• Work to complete:
Show every line of the material that follows in which the word "retain" occurs.

• Supplied material:

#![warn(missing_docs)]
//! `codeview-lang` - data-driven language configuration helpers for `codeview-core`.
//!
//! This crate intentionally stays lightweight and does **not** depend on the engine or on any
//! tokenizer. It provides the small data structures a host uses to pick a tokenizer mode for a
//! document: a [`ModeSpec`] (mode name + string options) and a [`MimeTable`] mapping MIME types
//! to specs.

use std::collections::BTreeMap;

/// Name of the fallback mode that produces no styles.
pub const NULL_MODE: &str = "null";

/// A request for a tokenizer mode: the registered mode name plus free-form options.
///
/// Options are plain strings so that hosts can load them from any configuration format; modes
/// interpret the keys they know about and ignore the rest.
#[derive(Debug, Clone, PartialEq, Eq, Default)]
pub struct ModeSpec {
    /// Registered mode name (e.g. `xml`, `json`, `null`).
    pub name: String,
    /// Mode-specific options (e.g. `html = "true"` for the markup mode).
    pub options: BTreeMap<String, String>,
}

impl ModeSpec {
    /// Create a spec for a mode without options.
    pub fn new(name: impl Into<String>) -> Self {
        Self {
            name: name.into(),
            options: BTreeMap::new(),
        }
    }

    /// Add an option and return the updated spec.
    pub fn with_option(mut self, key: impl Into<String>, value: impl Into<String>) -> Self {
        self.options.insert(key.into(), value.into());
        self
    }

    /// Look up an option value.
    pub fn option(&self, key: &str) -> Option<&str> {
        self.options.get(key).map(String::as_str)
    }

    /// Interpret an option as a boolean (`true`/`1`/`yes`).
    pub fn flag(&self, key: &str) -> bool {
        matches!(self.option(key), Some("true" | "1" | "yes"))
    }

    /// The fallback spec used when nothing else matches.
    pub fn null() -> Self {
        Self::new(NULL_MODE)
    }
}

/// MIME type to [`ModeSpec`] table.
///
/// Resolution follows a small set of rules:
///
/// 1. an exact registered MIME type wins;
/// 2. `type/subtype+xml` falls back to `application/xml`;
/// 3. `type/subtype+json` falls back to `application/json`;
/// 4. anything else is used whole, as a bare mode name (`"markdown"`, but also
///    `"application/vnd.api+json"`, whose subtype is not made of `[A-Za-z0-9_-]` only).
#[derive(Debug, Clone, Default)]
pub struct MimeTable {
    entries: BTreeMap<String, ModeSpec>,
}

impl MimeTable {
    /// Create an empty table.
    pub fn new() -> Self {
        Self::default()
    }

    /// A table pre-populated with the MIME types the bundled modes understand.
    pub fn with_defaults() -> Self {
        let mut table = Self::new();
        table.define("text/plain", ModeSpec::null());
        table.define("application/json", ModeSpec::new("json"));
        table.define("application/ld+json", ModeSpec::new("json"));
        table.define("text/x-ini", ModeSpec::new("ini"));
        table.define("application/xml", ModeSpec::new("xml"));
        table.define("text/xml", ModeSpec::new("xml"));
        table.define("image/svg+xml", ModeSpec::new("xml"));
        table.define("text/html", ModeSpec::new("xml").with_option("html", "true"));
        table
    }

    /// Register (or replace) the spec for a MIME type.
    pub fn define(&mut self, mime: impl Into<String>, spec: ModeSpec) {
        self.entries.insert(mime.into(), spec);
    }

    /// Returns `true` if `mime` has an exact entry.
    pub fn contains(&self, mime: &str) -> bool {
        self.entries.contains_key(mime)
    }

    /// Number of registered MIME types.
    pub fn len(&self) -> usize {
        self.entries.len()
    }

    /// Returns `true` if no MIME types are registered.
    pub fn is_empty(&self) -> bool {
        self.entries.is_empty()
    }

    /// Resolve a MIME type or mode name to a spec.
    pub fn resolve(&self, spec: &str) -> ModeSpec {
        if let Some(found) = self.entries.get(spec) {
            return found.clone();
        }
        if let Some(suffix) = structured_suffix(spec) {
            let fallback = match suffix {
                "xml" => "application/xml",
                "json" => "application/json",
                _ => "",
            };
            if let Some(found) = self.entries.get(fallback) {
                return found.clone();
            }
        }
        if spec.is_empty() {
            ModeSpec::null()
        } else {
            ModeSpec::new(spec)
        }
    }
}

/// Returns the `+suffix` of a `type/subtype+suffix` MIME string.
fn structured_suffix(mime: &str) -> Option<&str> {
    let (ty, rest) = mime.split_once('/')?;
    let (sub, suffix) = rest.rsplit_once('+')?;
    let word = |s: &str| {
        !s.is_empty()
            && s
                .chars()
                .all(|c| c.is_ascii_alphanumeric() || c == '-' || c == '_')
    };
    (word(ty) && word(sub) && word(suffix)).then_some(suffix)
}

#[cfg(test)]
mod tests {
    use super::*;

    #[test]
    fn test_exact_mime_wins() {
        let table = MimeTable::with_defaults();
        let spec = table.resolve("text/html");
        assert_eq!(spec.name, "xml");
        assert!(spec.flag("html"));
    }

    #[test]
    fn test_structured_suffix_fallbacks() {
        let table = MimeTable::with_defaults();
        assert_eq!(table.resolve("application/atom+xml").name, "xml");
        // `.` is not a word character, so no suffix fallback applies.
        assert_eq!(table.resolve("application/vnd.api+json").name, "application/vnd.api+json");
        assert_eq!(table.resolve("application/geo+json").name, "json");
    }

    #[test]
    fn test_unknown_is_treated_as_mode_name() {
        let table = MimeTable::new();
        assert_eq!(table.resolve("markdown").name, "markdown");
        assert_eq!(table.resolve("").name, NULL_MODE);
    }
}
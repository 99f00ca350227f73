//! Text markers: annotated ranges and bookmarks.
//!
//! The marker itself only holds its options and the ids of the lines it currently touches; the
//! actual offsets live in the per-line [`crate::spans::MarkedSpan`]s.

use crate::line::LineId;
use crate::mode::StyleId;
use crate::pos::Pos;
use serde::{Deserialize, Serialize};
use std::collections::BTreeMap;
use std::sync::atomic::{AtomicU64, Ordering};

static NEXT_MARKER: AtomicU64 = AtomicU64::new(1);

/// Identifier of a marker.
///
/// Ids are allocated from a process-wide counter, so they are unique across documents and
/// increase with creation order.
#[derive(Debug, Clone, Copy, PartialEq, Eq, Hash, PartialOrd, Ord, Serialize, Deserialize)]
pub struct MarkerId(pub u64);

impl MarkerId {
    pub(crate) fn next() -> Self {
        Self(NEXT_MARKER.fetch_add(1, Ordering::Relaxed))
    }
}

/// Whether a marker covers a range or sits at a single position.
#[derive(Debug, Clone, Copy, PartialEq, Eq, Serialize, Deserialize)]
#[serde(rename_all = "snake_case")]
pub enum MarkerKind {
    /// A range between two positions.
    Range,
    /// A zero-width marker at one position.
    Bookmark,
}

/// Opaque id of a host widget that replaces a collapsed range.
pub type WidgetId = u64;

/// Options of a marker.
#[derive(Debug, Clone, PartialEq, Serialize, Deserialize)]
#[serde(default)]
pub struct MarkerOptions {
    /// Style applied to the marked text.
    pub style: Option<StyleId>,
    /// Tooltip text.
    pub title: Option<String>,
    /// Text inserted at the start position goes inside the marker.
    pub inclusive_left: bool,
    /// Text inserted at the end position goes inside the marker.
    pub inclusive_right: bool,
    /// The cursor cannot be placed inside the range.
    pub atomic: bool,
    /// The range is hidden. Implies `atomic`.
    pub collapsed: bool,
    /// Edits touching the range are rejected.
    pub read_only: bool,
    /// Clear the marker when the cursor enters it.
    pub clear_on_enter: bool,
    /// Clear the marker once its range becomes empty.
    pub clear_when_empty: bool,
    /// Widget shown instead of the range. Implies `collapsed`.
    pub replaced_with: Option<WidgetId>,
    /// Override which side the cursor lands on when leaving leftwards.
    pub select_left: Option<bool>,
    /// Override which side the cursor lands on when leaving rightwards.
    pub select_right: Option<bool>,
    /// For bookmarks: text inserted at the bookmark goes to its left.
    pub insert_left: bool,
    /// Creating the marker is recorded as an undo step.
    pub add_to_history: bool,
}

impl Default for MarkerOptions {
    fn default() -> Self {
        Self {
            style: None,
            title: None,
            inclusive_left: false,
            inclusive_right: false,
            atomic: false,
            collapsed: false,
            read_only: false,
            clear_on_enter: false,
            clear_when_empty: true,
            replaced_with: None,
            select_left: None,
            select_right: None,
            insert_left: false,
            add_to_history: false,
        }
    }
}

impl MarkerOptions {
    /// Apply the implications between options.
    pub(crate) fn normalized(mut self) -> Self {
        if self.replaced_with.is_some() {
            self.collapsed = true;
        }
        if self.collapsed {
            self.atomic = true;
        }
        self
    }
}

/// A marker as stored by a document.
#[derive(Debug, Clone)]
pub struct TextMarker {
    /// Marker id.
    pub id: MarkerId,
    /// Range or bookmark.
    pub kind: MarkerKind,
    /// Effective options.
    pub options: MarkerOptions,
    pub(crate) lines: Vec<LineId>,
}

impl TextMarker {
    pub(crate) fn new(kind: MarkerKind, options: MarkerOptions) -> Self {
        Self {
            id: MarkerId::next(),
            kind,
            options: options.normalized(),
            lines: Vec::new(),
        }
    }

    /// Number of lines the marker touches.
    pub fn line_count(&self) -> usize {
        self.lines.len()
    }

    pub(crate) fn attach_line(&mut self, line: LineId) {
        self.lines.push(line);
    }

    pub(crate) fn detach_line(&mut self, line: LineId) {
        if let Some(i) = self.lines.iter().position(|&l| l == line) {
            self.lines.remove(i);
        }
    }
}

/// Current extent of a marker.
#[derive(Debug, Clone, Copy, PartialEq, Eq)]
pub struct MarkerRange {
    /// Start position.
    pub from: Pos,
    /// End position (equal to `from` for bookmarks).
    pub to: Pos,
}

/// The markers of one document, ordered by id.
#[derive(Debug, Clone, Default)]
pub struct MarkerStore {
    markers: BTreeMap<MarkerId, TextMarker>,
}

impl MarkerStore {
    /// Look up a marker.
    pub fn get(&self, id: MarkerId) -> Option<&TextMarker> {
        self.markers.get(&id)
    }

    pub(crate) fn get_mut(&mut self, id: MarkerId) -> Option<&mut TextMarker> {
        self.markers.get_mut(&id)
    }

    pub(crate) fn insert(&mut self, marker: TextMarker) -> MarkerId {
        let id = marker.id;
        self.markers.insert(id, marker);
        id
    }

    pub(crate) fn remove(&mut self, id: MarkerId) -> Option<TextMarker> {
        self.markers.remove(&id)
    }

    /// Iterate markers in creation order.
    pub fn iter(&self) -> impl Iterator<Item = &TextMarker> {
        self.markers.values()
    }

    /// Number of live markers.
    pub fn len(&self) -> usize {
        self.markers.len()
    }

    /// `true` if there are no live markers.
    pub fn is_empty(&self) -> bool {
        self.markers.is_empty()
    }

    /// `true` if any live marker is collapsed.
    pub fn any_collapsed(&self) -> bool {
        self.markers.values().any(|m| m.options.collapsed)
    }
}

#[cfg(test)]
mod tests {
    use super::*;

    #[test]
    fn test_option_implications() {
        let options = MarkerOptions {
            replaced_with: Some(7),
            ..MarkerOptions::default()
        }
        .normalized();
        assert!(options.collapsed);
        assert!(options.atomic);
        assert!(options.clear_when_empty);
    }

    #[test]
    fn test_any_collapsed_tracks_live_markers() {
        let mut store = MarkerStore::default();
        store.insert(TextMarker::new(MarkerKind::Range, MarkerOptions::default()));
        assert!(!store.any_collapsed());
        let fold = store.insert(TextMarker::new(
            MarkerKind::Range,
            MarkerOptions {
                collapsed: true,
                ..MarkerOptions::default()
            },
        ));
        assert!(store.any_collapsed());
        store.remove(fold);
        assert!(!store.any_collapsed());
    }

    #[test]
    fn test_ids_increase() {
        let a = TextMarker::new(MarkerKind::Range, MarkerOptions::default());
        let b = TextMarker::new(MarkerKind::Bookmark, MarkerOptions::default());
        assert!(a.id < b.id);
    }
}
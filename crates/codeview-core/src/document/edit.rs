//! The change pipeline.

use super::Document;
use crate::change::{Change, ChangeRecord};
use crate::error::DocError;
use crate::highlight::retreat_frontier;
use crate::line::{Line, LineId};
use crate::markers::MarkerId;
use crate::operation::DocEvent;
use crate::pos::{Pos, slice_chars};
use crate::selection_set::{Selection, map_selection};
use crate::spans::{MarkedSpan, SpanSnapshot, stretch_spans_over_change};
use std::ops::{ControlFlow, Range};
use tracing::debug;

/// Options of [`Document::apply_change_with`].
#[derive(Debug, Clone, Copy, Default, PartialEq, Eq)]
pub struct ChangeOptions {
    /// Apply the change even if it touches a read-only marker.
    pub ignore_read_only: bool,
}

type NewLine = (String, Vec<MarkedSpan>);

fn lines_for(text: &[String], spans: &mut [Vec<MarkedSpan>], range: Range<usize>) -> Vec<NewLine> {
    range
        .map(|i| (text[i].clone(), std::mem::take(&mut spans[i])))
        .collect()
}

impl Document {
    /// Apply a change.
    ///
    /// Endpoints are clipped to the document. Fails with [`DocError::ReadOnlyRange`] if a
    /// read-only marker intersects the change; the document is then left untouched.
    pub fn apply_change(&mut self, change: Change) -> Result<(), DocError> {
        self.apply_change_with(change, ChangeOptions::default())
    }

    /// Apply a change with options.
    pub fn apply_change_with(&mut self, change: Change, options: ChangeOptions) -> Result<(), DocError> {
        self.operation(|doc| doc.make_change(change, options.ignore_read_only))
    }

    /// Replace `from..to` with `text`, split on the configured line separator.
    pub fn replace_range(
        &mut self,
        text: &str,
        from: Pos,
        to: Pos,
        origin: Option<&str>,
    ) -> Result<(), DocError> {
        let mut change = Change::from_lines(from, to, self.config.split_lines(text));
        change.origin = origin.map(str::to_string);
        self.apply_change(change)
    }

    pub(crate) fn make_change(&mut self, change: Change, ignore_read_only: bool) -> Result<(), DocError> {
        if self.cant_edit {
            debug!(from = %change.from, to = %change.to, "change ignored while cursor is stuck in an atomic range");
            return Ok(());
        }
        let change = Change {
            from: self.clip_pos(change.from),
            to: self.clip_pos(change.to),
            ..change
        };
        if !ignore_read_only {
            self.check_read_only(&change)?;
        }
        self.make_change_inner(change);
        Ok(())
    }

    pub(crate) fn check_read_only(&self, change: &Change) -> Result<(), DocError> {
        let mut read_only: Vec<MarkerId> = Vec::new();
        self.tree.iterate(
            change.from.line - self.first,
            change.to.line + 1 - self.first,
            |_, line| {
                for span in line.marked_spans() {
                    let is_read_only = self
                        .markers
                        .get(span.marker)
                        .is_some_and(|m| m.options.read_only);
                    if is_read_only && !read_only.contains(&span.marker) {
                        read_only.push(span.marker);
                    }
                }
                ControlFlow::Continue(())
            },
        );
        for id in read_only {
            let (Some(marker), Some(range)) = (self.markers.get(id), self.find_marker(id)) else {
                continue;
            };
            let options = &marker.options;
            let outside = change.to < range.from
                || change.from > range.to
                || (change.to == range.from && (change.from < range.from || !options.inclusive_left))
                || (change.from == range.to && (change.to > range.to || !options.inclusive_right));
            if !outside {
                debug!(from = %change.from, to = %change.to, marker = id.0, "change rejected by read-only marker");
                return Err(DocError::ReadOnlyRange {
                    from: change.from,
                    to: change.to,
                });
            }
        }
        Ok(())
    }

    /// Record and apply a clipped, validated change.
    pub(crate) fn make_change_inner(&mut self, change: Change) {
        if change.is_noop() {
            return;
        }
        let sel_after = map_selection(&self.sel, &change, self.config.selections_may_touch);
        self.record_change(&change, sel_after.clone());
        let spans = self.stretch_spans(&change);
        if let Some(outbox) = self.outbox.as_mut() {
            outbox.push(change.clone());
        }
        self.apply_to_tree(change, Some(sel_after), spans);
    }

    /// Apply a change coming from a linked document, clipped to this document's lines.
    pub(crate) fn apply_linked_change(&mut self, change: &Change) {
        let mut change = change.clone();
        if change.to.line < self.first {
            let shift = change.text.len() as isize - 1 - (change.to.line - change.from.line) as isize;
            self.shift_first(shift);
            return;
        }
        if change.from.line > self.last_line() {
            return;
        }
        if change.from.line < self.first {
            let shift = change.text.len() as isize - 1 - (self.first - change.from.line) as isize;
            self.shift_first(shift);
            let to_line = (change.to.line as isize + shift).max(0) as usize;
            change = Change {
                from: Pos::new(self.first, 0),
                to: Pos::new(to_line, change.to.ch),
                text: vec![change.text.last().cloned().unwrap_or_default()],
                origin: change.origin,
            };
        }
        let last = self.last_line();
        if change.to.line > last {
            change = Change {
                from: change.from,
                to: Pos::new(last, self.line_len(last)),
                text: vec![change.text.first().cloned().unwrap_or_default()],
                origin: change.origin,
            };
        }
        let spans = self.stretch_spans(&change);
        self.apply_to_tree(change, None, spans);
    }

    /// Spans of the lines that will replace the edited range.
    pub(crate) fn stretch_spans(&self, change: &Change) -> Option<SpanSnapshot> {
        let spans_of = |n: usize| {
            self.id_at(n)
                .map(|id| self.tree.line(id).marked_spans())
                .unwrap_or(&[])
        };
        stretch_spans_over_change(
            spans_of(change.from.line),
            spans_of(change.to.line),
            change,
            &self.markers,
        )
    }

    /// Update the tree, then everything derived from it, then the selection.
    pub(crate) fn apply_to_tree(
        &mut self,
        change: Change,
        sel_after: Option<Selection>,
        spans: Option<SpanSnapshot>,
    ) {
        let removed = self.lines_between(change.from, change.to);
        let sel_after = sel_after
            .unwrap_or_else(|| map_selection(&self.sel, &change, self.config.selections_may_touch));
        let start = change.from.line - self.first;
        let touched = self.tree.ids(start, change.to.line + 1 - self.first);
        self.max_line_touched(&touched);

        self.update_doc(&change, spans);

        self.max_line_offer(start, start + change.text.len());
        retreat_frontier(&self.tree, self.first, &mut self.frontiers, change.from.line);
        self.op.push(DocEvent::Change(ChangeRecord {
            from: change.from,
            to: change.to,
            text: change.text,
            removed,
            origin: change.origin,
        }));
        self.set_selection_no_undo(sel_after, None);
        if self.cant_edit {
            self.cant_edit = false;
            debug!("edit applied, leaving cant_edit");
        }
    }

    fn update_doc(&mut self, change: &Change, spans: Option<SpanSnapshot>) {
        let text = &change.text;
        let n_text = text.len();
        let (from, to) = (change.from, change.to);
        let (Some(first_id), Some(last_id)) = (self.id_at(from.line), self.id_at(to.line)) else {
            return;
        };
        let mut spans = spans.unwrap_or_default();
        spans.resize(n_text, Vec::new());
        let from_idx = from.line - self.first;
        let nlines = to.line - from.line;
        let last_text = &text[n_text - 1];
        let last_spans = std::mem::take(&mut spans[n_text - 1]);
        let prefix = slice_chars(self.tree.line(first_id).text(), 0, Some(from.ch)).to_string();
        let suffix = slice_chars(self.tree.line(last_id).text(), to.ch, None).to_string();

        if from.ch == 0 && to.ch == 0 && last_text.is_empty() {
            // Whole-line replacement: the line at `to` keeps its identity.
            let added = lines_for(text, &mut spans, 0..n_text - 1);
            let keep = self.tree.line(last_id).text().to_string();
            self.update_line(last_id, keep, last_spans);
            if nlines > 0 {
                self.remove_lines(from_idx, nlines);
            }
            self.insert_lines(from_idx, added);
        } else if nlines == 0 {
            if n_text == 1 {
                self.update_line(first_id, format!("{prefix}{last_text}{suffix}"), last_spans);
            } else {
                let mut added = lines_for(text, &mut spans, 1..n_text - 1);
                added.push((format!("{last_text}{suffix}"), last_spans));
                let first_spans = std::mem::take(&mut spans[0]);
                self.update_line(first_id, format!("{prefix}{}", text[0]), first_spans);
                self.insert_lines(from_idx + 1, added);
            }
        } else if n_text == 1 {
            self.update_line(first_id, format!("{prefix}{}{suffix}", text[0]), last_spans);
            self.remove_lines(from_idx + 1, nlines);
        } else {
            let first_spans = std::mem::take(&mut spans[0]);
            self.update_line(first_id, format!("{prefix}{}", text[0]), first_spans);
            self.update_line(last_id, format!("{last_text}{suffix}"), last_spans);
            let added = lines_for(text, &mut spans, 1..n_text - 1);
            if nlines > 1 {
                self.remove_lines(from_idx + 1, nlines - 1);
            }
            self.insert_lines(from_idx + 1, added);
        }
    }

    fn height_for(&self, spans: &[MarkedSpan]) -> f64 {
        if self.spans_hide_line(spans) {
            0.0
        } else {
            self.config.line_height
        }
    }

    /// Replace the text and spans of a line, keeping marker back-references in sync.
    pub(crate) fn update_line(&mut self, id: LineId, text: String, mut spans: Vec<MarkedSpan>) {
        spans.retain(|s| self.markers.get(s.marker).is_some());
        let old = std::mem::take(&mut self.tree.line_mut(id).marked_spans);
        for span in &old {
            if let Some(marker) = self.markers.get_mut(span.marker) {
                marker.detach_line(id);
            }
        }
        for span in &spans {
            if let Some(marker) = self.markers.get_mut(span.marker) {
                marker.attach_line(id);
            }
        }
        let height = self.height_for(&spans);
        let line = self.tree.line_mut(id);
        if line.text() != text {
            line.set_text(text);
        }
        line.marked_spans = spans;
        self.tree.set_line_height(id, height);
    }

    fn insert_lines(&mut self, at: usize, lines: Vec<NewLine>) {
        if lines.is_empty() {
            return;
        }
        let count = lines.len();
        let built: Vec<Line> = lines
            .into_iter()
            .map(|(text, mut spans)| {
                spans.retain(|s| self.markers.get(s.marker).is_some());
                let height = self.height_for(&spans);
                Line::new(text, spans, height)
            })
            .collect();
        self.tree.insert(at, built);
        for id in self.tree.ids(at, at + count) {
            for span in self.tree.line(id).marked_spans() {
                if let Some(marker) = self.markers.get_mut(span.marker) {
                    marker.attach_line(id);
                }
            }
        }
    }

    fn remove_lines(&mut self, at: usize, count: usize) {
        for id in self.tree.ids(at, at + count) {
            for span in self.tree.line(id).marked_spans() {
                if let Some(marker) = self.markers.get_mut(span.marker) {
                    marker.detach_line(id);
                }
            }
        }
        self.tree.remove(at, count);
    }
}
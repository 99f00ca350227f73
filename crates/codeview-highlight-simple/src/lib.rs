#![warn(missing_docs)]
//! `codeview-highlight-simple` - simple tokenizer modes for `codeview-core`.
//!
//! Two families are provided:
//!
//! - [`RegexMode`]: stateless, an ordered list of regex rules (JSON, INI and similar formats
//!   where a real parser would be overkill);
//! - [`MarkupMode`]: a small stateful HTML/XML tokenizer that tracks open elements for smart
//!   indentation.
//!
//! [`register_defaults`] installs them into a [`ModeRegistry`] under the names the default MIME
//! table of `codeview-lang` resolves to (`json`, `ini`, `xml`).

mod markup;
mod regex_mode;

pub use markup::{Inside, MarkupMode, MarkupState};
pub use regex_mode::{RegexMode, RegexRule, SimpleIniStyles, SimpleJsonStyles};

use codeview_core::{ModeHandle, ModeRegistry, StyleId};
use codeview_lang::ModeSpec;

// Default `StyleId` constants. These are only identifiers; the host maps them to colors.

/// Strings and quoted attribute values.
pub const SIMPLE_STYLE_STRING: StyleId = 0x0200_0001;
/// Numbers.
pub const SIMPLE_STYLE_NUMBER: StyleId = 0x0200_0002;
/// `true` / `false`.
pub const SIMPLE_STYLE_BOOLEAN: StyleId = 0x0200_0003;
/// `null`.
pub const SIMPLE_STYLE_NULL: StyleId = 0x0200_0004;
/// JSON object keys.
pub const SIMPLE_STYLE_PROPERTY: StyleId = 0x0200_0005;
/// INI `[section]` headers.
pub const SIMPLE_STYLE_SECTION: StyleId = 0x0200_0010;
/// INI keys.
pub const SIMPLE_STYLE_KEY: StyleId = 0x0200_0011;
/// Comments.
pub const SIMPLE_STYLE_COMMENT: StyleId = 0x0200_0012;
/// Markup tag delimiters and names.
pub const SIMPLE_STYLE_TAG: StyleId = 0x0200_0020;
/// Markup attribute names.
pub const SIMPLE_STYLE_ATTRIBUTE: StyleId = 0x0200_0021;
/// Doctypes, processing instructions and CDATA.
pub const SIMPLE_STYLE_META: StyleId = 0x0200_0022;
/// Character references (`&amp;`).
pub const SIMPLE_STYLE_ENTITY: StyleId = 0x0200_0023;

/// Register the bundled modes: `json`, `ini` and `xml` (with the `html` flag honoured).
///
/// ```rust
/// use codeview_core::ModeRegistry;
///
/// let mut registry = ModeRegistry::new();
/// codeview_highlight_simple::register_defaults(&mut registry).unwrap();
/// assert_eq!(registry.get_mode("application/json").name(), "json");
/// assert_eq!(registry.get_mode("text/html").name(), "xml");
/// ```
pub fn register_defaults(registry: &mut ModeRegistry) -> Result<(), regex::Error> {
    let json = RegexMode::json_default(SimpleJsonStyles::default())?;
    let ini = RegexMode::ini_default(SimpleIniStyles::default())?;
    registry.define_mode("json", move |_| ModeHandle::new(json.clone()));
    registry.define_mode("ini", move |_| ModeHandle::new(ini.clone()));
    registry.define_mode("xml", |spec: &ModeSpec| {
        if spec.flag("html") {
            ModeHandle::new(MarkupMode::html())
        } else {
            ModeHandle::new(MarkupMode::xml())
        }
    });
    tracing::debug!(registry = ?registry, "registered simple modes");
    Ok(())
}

• Task solution:
        spans.retain(|s| self.markers.get(s.marker).is_some());
                spans.retain(|s| self.markers.get(s.marker).is_some());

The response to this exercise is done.